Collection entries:
- - - - -

//! Share a [Simulator] between threads.

use crate::{metrics::Metrics, Config, Consumer, Error, Simulator};
use prometheus_client::registry::Registry;
use rand::{rngs::StdRng, Rng};
use std::sync::{Arc, Mutex};

/// Cloneable handle to a [Simulator] guarded by a single mutex.
///
/// Every operation holds the lock for its full duration, so a `produce` never interleaves
/// with a `tick`. The generator lives behind the same lock. The consumer passed to
/// [Shared::tick] runs while the lock is held and must not call back into the handle.
pub struct Shared<P, R: Rng = StdRng> {
    inner: Arc<Mutex<Simulator<P, R>>>,
}

impl<P, R: Rng> Clone for Shared<P, R> {
    fn clone(&self) -> Self {
        Self {
            inner: self.inner.clone(),
        }
    }
}

impl<P, R: Rng> From<Simulator<P, R>> for Shared<P, R> {
    fn from(simulator: Simulator<P, R>) -> Self {
        Self {
            inner: Arc::new(Mutex::new(simulator)),
        }
    }
}

impl<P, R: Rng> Shared<P, R> {
    /// See [Simulator::produce].
    pub fn produce(&self, payload: P, now: f64) {
        self.inner.lock().unwrap().produce(payload, now);
    }

    /// See [Simulator::tick].
    pub fn tick<C: Consumer<P>>(&self, now: f64, consumer: &mut C) -> usize {
        self.inner.lock().unwrap().tick(now, consumer)
    }

    /// See [Simulator::reconfigure].
    pub fn reconfigure(&self, config: Config) -> Result<(), Error> {
        self.inner.lock().unwrap().reconfigure(config)
    }

    /// Copy of the current impairment settings.
    pub fn config(&self) -> Config {
        *self.inner.lock().unwrap().config()
    }

    /// Number of payloads awaiting delivery.
    pub fn len(&self) -> usize {
        self.inner.lock().unwrap().len()
    }

    /// Returns true if no payload awaits delivery.
    pub fn is_empty(&self) -> bool {
        self.inner.lock().unwrap().is_empty()
    }

    /// Metrics of the underlying simulator (handles share the same counters).
    pub fn metrics(&self) -> Metrics {
        self.inner.lock().unwrap().metrics().clone()
    }

    /// Register the simulator's metrics with the provided registry.
    pub fn register(&self, registry: &mut Registry) {
        self.inner.lock().unwrap().register(registry);
    }
}
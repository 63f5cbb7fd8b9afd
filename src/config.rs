use std::path::{Path, PathBuf};

use anyhow::{Context, Result};
use serde::{Deserialize, Serialize};

/// Environment variable pointing at an alternative config file.
pub const CONFIG_ENV: &str = "LAB_EXTRACT_CONFIG";
/// Config file looked up in the working directory when the env var is unset.
pub const CONFIG_FILE: &str = "lab-extract.json";

// ---------------------------------------------------------------------------
// Column names
// ---------------------------------------------------------------------------

/// Names of the identity and tier columns in the survey sheet.
#[derive(Debug, Clone, PartialEq, Serialize, Deserialize)]
#[serde(default)]
pub struct ColumnNames {
    pub name: String,
    pub country: String,
    pub city: String,
    pub address: String,
    /// The facility complexity level. Required in every loaded table.
    pub tier: String,
}

impl Default for ColumnNames {
    fn default() -> Self {
        Self {
            name: "Laboratory name".into(),
            country: "Country".into(),
            city: "City / District (Department)".into(),
            address: "Health facility address".into(),
            tier: "Select the laboratory complexity level".into(),
        }
    }
}

// ---------------------------------------------------------------------------
// Presets
// ---------------------------------------------------------------------------

/// A named tier / variable / value shortcut.
#[derive(Debug, Clone, PartialEq, Serialize, Deserialize)]
pub struct Preset {
    pub label: String,
    pub tier: String,
    pub variable: String,
    pub value: String,
}

impl Preset {
    fn new(label: &str, tier: &str, variable: &str, value: &str) -> Self {
        Self {
            label: label.into(),
            tier: tier.into(),
            variable: variable.into(),
            value: value.into(),
        }
    }
}

// ---------------------------------------------------------------------------
// AppConfig
// ---------------------------------------------------------------------------

/// Application settings, read from JSON. Every field has a default so a
/// partial file only overrides what it names.
#[derive(Debug, Clone, PartialEq, Serialize, Deserialize)]
#[serde(default)]
pub struct AppConfig {
    /// Workbook loaded at start-up when the user has not picked one.
    pub default_dataset: PathBuf,
    pub columns: ColumnNames,
    /// Appended to the export after the base columns, when present.
    pub optional_columns: Vec<String>,
    /// Variable pre-selected when the table has it.
    pub default_variable: String,
    pub sheet_name: String,
    pub file_prefix: String,
    /// Columns shown in the result preview, when present.
    pub preview_columns: Vec<String>,
    pub presets: Vec<Preset>,
}

impl Default for AppConfig {
    fn default() -> Self {
        let columns = ColumnNames::default();
        Self {
            default_dataset: PathBuf::from(
                "Data_LabMab_2025_merge_final_LabMab_29_09_2025_for_R_.xlsx",
            ),
            optional_columns: vec![
                "GPS coordinates".into(),
                "Respondent personal phone number".into(),
                "Respondent email address".into(),
                "Respondent role".into(),
            ],
            default_variable: "HIV rapid antibody test".into(),
            sheet_name: "Laboratories".into(),
            file_prefix: "Laboratories".into(),
            preview_columns: vec![
                columns.name.clone(),
                columns.country.clone(),
                columns.city.clone(),
            ],
            presets: vec![
                Preset::new("HIV tests", "Level I", "HIV rapid antibody test", "yes"),
                Preset::new("ELISA tests", "Level I", "ELISA chain", "yes"),
            ],
            columns,
        }
    }
}

impl AppConfig {
    /// Read a config file.
    pub fn from_path(path: &Path) -> Result<Self> {
        let text = std::fs::read_to_string(path)
            .with_context(|| format!("reading config {}", path.display()))?;
        serde_json::from_str(&text).with_context(|| format!("parsing config {}", path.display()))
    }

    /// Config location: `$LAB_EXTRACT_CONFIG`, else `lab-extract.json`.
    pub fn resolve_path() -> PathBuf {
        match std::env::var(CONFIG_ENV) {
            Ok(value) if !value.trim().is_empty() => PathBuf::from(value.trim()),
            _ => PathBuf::from(CONFIG_FILE),
        }
    }

    /// Load from `path`, falling back to defaults when the file is absent or
    /// invalid.
    pub fn load_or_default(path: &Path) -> Self {
        if !path.exists() {
            log::debug!("No config at {}, using defaults", path.display());
            return Self::default();
        }
        match Self::from_path(path) {
            Ok(config) => {
                log::info!("Loaded config from {}", path.display());
                config
            }
            Err(e) => {
                log::warn!("Ignoring config: {e:#}");
                Self::default()
            }
        }
    }
}
use eframe::egui::{self, Color32, RichText, Ui};
use egui_extras::{Column, TableBuilder};

use crate::data::model::FacilityTable;
use crate::state::{download_file_name, AppState, Outcome};

const PREVIEW_HEIGHT: f32 = 200.0;

// ---------------------------------------------------------------------------
// Central panel – extraction results
// ---------------------------------------------------------------------------

/// Render the extraction outcome in the central panel.
pub fn results_panel(ui: &mut Ui, state: &mut AppState) {
    ui.heading("Laboratory extraction by criteria");
    ui.label("Select the criteria in the side panel to extract the list of laboratories.");
    ui.separator();

    if let Some(failure) = &state.load_failure {
        ui.label(RichText::new(failure).color(Color32::RED));
        ui.add_space(4.0);
        egui::Frame::group(ui.style()).show(ui, |ui: &mut Ui| {
            ui.label(state.usage_hint());
        });
        if state.table.is_none() {
            return;
        }
        ui.separator();
    }

    let mut save_clicked = false;
    match &state.outcome {
        None => {}
        Some(Outcome::NoMatch) => {
            ui.label(RichText::new("No laboratory found with these criteria").color(Color32::RED));
        }
        Some(Outcome::Failed(msg)) => {
            ui.label(RichText::new(format!("Error: {msg}")).color(Color32::RED));
        }
        Some(Outcome::Extracted(extraction)) => {
            ui.label(
                RichText::new(format!("{} laboratory(ies) found", extraction.summary.count))
                    .strong()
                    .color(Color32::DARK_GREEN),
            );
            ui.add_space(4.0);

            ui.strong("Data preview");
            preview_table(ui, &extraction.result, &state.config.preview_columns);
            ui.add_space(6.0);

            let button = egui::Button::new(RichText::new("Download Excel file").strong())
                .min_size(egui::vec2(ui.available_width(), 28.0));
            save_clicked = ui.add(button).clicked();

            egui::CollapsingHeader::new("Extraction details")
                .default_open(false)
                .show(ui, |ui: &mut Ui| {
                    let s = &extraction.summary;
                    ui.label(format!("Tier: {}", s.criteria.tier));
                    ui.label(format!("Variable: {}", s.criteria.variable));
                    ui.label(format!("Value: {}", s.criteria.value));
                    ui.label(format!("Total laboratories: {}", s.count));
                    ui.label(format!("Date: {}", s.generated_at.format("%d/%m/%Y %H:%M")));
                    ui.label(format!("Columns: {}", extraction.artifact.columns.join(", ")));
                    ui.label(format!(
                        "File: {} ({})",
                        extraction.artifact.file_name, extraction.artifact.mime_type
                    ));
                });
        }
    }

    if save_clicked {
        save_file_dialog(state);
    }
}

/// Preview of the matching rows, limited to the configured columns.
fn preview_table(ui: &mut Ui, table: &FacilityTable, wanted: &[String]) {
    let columns: Vec<&String> = wanted.iter().filter(|c| table.has_column(c)).collect();
    if columns.is_empty() {
        return;
    }

    ui.push_id("preview", |ui: &mut Ui| {
        TableBuilder::new(ui)
            .striped(true)
            .resizable(true)
            .max_scroll_height(PREVIEW_HEIGHT)
            .columns(Column::auto().at_least(120.0), columns.len())
            .header(20.0, |mut header| {
                for col in &columns {
                    header.col(|ui: &mut Ui| {
                        ui.strong(col.as_str());
                    });
                }
            })
            .body(|body| {
                body.rows(18.0, table.len(), |mut row| {
                    let facility = &table.rows[row.index()];
                    for col in &columns {
                        row.col(|ui: &mut Ui| {
                            ui.label(facility.get(col).to_string());
                        });
                    }
                });
            });
    });
}

fn save_file_dialog(state: &mut AppState) {
    let Some(extraction) = state.extraction() else {
        return;
    };
    let file = rfd::FileDialog::new()
        .set_title("Download Excel file")
        .set_file_name(download_file_name(&extraction.artifact.file_name))
        .add_filter("Excel", &["xlsx"])
        .save_file();

    if let Some(path) = file {
        state.save_artifact(&path);
    }
}
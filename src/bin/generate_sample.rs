use anyhow::{Context, Result};
use rust_xlsxwriter::{Format, Workbook};

const HEADER: [&str; 11] = [
    "Laboratory name",
    "Country",
    "City / District (Department)",
    "Health facility address",
    "Select the laboratory complexity level",
    "HIV rapid antibody test",
    "ELISA chain",
    "Ebola virus",
    "Widal test (typhoid)",
    "GPS coordinates",
    "Respondent personal phone number",
];

/// The four reference laboratories, one per tier.
const REFERENCE_LABS: [[&str; 11]; 4] = [
    ["Lab Central", "Country A", "City 1", "Address 1", "Level I", "yes", "no", "notavailable", "yes", "GPS1", "123"],
    ["Lab Ville", "Country A", "City 2", "Address 2", "Level II", "no", "yes", "serology", "yes", "GPS2", "456"],
    ["Lab Régional", "Country B", "City 3", "Address 3", "Level III", "yes", "yes", "notavailable", "no", "GPS3", "789"],
    ["Lab National", "Country B", "City 4", "Address 4", "Level IV", "yes", "yes", "viralload", "yes", "GPS4", "012"],
];

const TIERS: [&str; 4] = ["Level I", "Level II", "Level III", "Level IV"];
const COUNTRIES: [&str; 3] = ["Country A", "Country B", "Country C"];
const EBOLA: [&str; 3] = ["notavailable", "serology", "viralload"];

/// Minimal deterministic PRNG (xoshiro256**)
struct SimpleRng {
    state: [u64; 4],
}

impl SimpleRng {
    fn new(seed: u64) -> Self {
        let mut s = [0u64; 4];
        let mut x = seed;
        for slot in &mut s {
            x = x.wrapping_mul(6364136223846793005).wrapping_add(1);
            *slot = x;
        }
        SimpleRng { state: s }
    }

    fn next_u64(&mut self) -> u64 {
        let result = (self.state[1].wrapping_mul(5))
            .rotate_left(7)
            .wrapping_mul(9);
        let t = self.state[1] << 17;
        self.state[2] ^= self.state[0];
        self.state[3] ^= self.state[1];
        self.state[1] ^= self.state[2];
        self.state[0] ^= self.state[3];
        self.state[2] ^= t;
        self.state[3] = self.state[3].rotate_left(45);
        result
    }

    fn next_f64(&mut self) -> f64 {
        (self.next_u64() >> 11) as f64 / (1u64 << 53) as f64
    }

    fn pick<'a>(&mut self, items: &[&'a str]) -> &'a str {
        items[(self.next_u64() % items.len() as u64) as usize]
    }

    /// `"yes"` with probability `p`, else `"no"`; occasionally blank.
    fn yes_no(&mut self, p: f64) -> &'static str {
        let r = self.next_f64();
        if r < 0.05 {
            ""
        } else if r < p {
            "yes"
        } else {
            "no"
        }
    }
}

/// A synthetic laboratory. Higher tiers offer more tests.
fn synthetic_lab(i: usize, rng: &mut SimpleRng) -> Vec<String> {
    let tier_idx = (rng.next_u64() % TIERS.len() as u64) as usize;
    let capacity = 0.3 + 0.2 * tier_idx as f64;
    let lat = -5.0 + rng.next_f64() * 20.0;
    let lon = -15.0 + rng.next_f64() * 30.0;

    vec![
        format!("Lab {:03}", i + 1),
        rng.pick(&COUNTRIES).to_string(),
        format!("City {}", 5 + rng.next_u64() % 40),
        format!("Address {}", i + 5),
        TIERS[tier_idx].to_string(),
        rng.yes_no(capacity + 0.3).to_string(),
        rng.yes_no(capacity).to_string(),
        (if tier_idx >= 2 { rng.pick(&EBOLA) } else { "notavailable" }).to_string(),
        rng.yes_no(0.7).to_string(),
        format!("{lat:.4}, {lon:.4}"),
        format!("{:09}", rng.next_u64() % 1_000_000_000),
    ]
}

fn main() -> Result<()> {
    let mut args = std::env::args().skip(1);
    let output_path = args
        .next()
        .unwrap_or_else(|| "Data_LabMab_2025_merge_final_LabMab_29_09_2025_for_R_.xlsx".into());
    let extra_rows: usize = match args.next() {
        Some(n) => n.parse().with_context(|| format!("invalid row count '{n}'"))?,
        None => 96,
    };

    let mut rng = SimpleRng::new(42);
    let mut rows: Vec<Vec<String>> = REFERENCE_LABS
        .iter()
        .map(|r| r.iter().map(|s| s.to_string()).collect())
        .collect();
    rows.extend((0..extra_rows).map(|i| synthetic_lab(i, &mut rng)));

    let mut workbook = Workbook::new();
    let bold = Format::new().set_bold();
    let sheet = workbook.add_worksheet();
    sheet.set_name("Sheet1")?;

    for (c, h) in HEADER.iter().enumerate() {
        sheet.write_string_with_format(0, c as u16, *h, &bold)?;
    }
    for (r, row) in rows.iter().enumerate() {
        for (c, v) in row.iter().enumerate() {
            if !v.is_empty() {
                sheet.write_string(r as u32 + 1, c as u16, v)?;
            }
        }
    }

    workbook
        .save(&output_path)
        .with_context(|| format!("writing {output_path}"))?;

    println!("Wrote {} laboratories to {output_path}", rows.len());
    Ok(())
}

- - - - -

Up to and including the line with "pub fn produce(&self, payload: P, now: f64)", output every line of the records above exactly, starting from the first; output nothing else.

# Task solution
//! Share a [Simulator] between threads.

use crate::{metrics::Metrics, Config, Consumer, Error, Simulator};
use prometheus_client::registry::Registry;
use rand::{rngs::StdRng, Rng};
use std::sync::{Arc, Mutex};

/// Cloneable handle to a [Simulator] guarded by a single mutex.
///
/// Every operation holds the lock for its full duration, so a `produce` never interleaves
/// with a `tick`. The generator lives behind the same lock. The consumer passed to
/// [Shared::tick] runs while the lock is held and must not call back into the handle.
pub struct Shared<P, R: Rng = StdRng> {
    inner: Arc<Mutex<Simulator<P, R>>>,
}

impl<P, R: Rng> Clone for Shared<P, R> {
    fn clone(&self) -> Self {
        Self {
            inner: self.inner.clone(),
        }
    }
}

impl<P, R: Rng> From<Simulator<P, R>> for Shared<P, R> {
    fn from(simulator: Simulator<P, R>) -> Self {
        Self {
            inner: Arc::new(Mutex::new(simulator)),
        }
    }
}

impl<P, R: Rng> Shared<P, R> {
    /// See [Simulator::produce].
    pub fn produce(&self, payload: P, now: f64) {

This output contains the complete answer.